MSD had instituted a stormwater fee based on the amount of impervious land on a property. The Missouri Supreme Court declared it a tax that voter’s should have approved and threw it out. MSD had the right idea- the more runoff your land produces, the more you pay.

But the need to deal with stormwater runoff continues. MSD’s latest idea is a 12 cent property tax. There are already such taxes at varying amounts around the district. Some pay more; most pay less. This would even them out.

But it has significant shortcomings. A stormwater property tax subsidizes inefficient land uses like large parking lots and big single story buildings and punishes efficient ones. As we saw when comparing West Florissant to Downtown Maplewood, post WWII development patterns are inherently low value and burden us with expensive infrastructure. They also generate much more stormwater runoff. A stormwater property tax incentivizes the wrong development patterns.

For example the Metro Lofts apartment building on Forest Park Avenue occupies 2.04 acres and has an assessed value of $4,426,400. The Home Depot on Hanley Road in Brentwood occupies 12.93 acres and has an assessed value of $2,873,220. Metro Lofts would pay $5,512 in stormwater property taxes while the Home Depot would pay $3,448 despite occupying 6.3x the land area. Fair? Wise?

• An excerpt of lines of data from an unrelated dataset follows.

//! Reader for completion marks carried over from an earlier report.
//!
//! A prior report (usually hand-edited in a TaskPaper-style editor) is read
//! line by line and every line is classified as one of:
//! - directory line: one leading tab/space, text ending in `:`
//! - file line: `\t\t- <filename> [seq,count] @done(...)`
//! - note line: `\t\t\t- <free text>`
//!
//! Anything else is ignored. The result is a `MarkTable` keyed by the
//! normalized directory path, then by filename.

use crate::error::CertifyError;
use regex::Regex;
use std::collections::BTreeMap;
use std::sync::OnceLock;

/// Annotation attached to one file in one directory.
#[derive(Debug, Clone, Default, PartialEq, Eq)]
pub struct Mark {
    pub done: Option<String>,
    pub notes: Vec<String>,
}

#[derive(Debug, Clone, Default)]
struct DirMarks {
    line: usize,
    files: BTreeMap<String, Mark>,
}

/// Marks indexed by normalized directory key then filename.
#[derive(Debug, Clone, Default)]
pub struct MarkTable {
    dirs: BTreeMap<String, DirMarks>,
}

/// Classification of a single marks-file line.
#[derive(Debug, Clone, PartialEq, Eq)]
pub enum MarkLine {
    Directory(String),
    File { name: String, done: Option<String> },
    Note(String),
    Other,
}

fn dir_line_re() -> &'static Regex {
    static RE: OnceLock<Regex> = OnceLock::new();
    RE.get_or_init(|| Regex::new(r"^[\t ](\S.*):\s*$").expect("static regex"))
}

fn numbered_dir_re() -> &'static Regex {
    static RE: OnceLock<Regex> = OnceLock::new();
    RE.get_or_init(|| Regex::new(r"^\d{3}-\d+:\s+(.*)$").expect("static regex"))
}

fn file_body_re() -> &'static Regex {
    static RE: OnceLock<Regex> = OnceLock::new();
    RE.get_or_init(|| {
        Regex::new(r"^(?P<name>.*?)(?:\s+\[\d+,\d+\])?(?:\s+(?P<done>@done(?:\([^)]*\))?))?\s*$")
            .expect("static regex")
    })
}

/// Canonical form of a directory key: `\` to `/`, repeated `/` collapsed,
/// no trailing `/` (except for the bare root).
pub fn normalize_key(raw: &str) -> String {
    let unified = raw.trim().replace('\\', "/");
    let mut out = String::with_capacity(unified.len());
    let mut prev_slash = false;
    for ch in unified.chars() {
        if ch == '/' {
            if prev_slash {
                continue;
            }
            prev_slash = true;
        } else {
            prev_slash = false;
        }
        out.push(ch);
    }
    while out.len() > 1 && out.ends_with('/') {
        out.pop();
    }
    out
}

/// Classify one line of a marks file.
pub fn classify_line(line: &str) -> MarkLine {
    let line = line.trim_end_matches(['\r', '\n']);
    if let Some(rest) = line.strip_prefix("\t\t\t- ") {
        return MarkLine::Note(rest.trim_end().to_string());
    }
    if let Some(rest) = line.strip_prefix("\t\t- ") {
        if let Some(caps) = file_body_re().captures(rest) {
            let name = caps["name"].trim().to_string();
            if !name.is_empty() {
                return MarkLine::File {
                    name,
                    done: caps.name("done").map(|m| m.as_str().to_string()),
                };
            }
        }
        return MarkLine::Other;
    }
    if let Some(caps) = dir_line_re().captures(line) {
        let text = caps[1].trim();
        let key = match numbered_dir_re().captures(text) {
            Some(n) => n[1].to_string(),
            None => text.to_string(),
        };
        return MarkLine::Directory(normalize_key(&key));
    }
    MarkLine::Other
}

enum ReaderState {
    Idle,
    InDirectory { key: String, line: usize },
    InFile { key: String, line: usize, file: String },
}

impl MarkTable {
    /// Parse the text of a prior report.
    ///
    /// A directory is only registered once it holds a file line, so report
    /// headers and summary lines never collide with real directories. The
    /// same directory key holding files in two separate sections is an
    /// `AmbiguousMarks` error.
    pub fn parse(text: &str) -> Result<MarkTable, CertifyError> {
        let mut table = MarkTable::default();
        let mut state = ReaderState::Idle;
        for (idx, raw) in text.lines().enumerate() {
            let line_no = idx + 1;
            state = match (classify_line(raw), state) {
                (MarkLine::Directory(key), _) => ReaderState::InDirectory { key, line: line_no },
                (MarkLine::File { name, done }, ReaderState::InDirectory { key, line })
                | (MarkLine::File { name, done }, ReaderState::InFile { key, line, .. }) => {
                    table.add_file(&key, line, &name, done)?;
                    ReaderState::InFile {
                        key,
                        line,
                        file: name,
                    }
                }
                (MarkLine::File { name, .. }, ReaderState::Idle) => {
                    tracing::warn!(line = line_no, file = %name, "file mark outside any directory; skipped");
                    ReaderState::Idle
                }
                (MarkLine::Note(note), ReaderState::InFile { key, line, file }) => {
                    if let Some(m) = table
                        .dirs
                        .get_mut(&key)
                        .and_then(|d| d.files.get_mut(&file))
                    {
                        m.notes.push(note);
                    }
                    ReaderState::InFile { key, line, file }
                }
                (MarkLine::Note(note), other) => {
                    tracing::warn!(line = line_no, note = %note, "note outside any file; skipped");
                    other
                }
                (MarkLine::Other, s) => s,
            };
        }
        Ok(table)
    }

    fn add_file(
        &mut self,
        key: &str,
        opened_at: usize,
        name: &str,
        done: Option<String>,
    ) -> Result<(), CertifyError> {
        let dir = self.dirs.entry(key.to_string()).or_insert_with(|| DirMarks {
            line: opened_at,
            files: BTreeMap::new(),
        });
        if dir.line != opened_at {
            return Err(CertifyError::AmbiguousMarks {
                key: key.to_string(),
                first: dir.line,
                second: opened_at,
            });
        }
        let mark = dir.files.entry(name.to_string()).or_default();
        if done.is_some() {
            mark.done = done;
        }
        Ok(())
    }

    /// Marks for `file` in the directory whose key equals `dir_key` after
    /// normalization. There is no partial matching.
    pub fn lookup(&self, dir_key: &str, file: &str) -> Option<&Mark> {
        self.dirs
            .get(&normalize_key(dir_key))
            .and_then(|d| d.files.get(file))
    }

    pub fn directory_count(&self) -> usize {
        self.dirs.len()
    }
}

Another weakness of a stormwater property tax is that tax- exempt properties like government-owned stadiums such as the Edwards Jones Dome and the proposed north riverfront stadium, Federal, state, local government facilities like the proposed NGA facility sites, and universities wouldn’t pay any stormwater property tax. These often take up a lot of land and should chip in.

Whether the bond issue passes, the sewer work will be done. The bond issue is the latest chapter in intergenerational theft. A stormwater property tax is the latest chapter in taking wealth from the efficient, traditionally-built, high productivity places to subsidize wasteful, speculative, and damaging land uses. Both MSD proposals should be rejected.